Riding onward, Peter and I passed shepherds tending to sheep and cattle, and lonely old barns and ranches with reed-thatched roofs. There were also traditional wells that operated using a weighted lever to extract water, nodding against the sky like majestic old oil well pump jacks. In such open and flat terrain the sky was dominating, and beneath us the earth a mere crust. From time to time, fine clouds of choking dust and pulverized dung wafted through.
With no paths, roads, or fences, we rode five abreast—János, his son Marti, Peter, myself, and Ogonyok, who had decided of his own volition to join us in the front. János, being his exuberant self, led us into a full gallop, and for a few fleeting moments it felt as if we were flying effortlessly over the land. Embodying the sentiment of all Hungarian horsemen I met, János veered over next to me and shouted: “The day there are fences in Hungary is the day that this is not my country. I will leave.”
An hour or two brought us to Peter’s ranch. It was a huddle of horse and sheep yards, with a barn and house cast like an island in a pale brown sea of steppe. A Kazakh yurt stood out front. At first I spotted what appeared to be a pile of old matted sheepskins lying in the shade of its northern wall, but these p
resently rose and transformed into the figures of two indignant-looking dogs the size of small bears. They were a breed known as komondor, which is a corruption of the Hungarian term for “Cuman’s dog.” Their long white dreadlocked coat, the likes of which I had never seen, was so thick, it was rumored even wolves were unable to penetrate to the flesh.

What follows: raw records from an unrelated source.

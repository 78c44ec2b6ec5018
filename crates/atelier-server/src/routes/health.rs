use axum::extract::State;
use axum::{routing::get, Json, Router};
use serde::Serialize;

use atelier_gen::ProviderStatus;

use crate::state::AppState;

#[derive(Serialize)]
pub struct HealthResponse {
    pub status: &'static str,
    pub version: &'static str,
    pub provider: String,
    /// Whether the provider has a usable API key
    pub provider_ready: bool,
}

/// GET /health
async fn health_check(State(state): State<AppState>) -> Json<HealthResponse> {
    Json(HealthResponse {
        status: "ok",
        version: env!("CARGO_PKG_VERSION"),
        provider: state.service.name().to_string(),
        provider_ready: state.service.health_check() == ProviderStatus::Available,
    })
}

pub fn router() -> Router<AppState> {
    Router::new().route("/health", get(health_check))
}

After János and his son had loaded their horses into a waiting trailer and departed, Peter brought me a piece of rope, slung it over my forearm, and began to tie a knot. I knew in advance what his special demonstration was going to be. On the very first night of my journey, now more than three years ago, a Mongolian herder, Damba, had spent an hour teaching a knot that he assured me I had to know. A kind of reverse bowline, it could be tied with lightning speed, always held fast, and no matter what force was applied, could be quickly and easily untied. It was an indispensable knot I had used for everything from tethering horses to tying improvised reins and fastening pack loads.
During my first winter on the steppe I had begun to realize the cultural significance of the special knot. In Kazakhstan, herders had looked on with astonishment and asked where I had learned it; it was, after all, a Kazakh knot. In Kalmykia, more than a year later, I encountered the same reaction from a Kalmyk craftsman, who termed it a Kalmyk knot. Now, just as I predicted, Peter tied the very same knot and claimed it for his own people: “You know, we say that if you don’t know this knot, then you are not a horseman … In western Hungary, beyond the Danube and the great Eurasian steppe, no one knows this knot. We call it the Cumanian knot.”
After a meal of mutton and a good serving of pálinka, I lay down to rest on a sheepskin in Peter’s yurt. Outside, the wind gently pushed against the felt walls. A horse somewhere cleared its nose, and a bleating sheep stirred. Through a narrow gap in the felt of the ceiling, glimmers of moonlight filtered down, illuminating a wolf skin, horsewhip, and bow that hung from the wall. Next to me, his head resting on an old stirrup, Tigon was fast asleep and in a dream, paws twitching.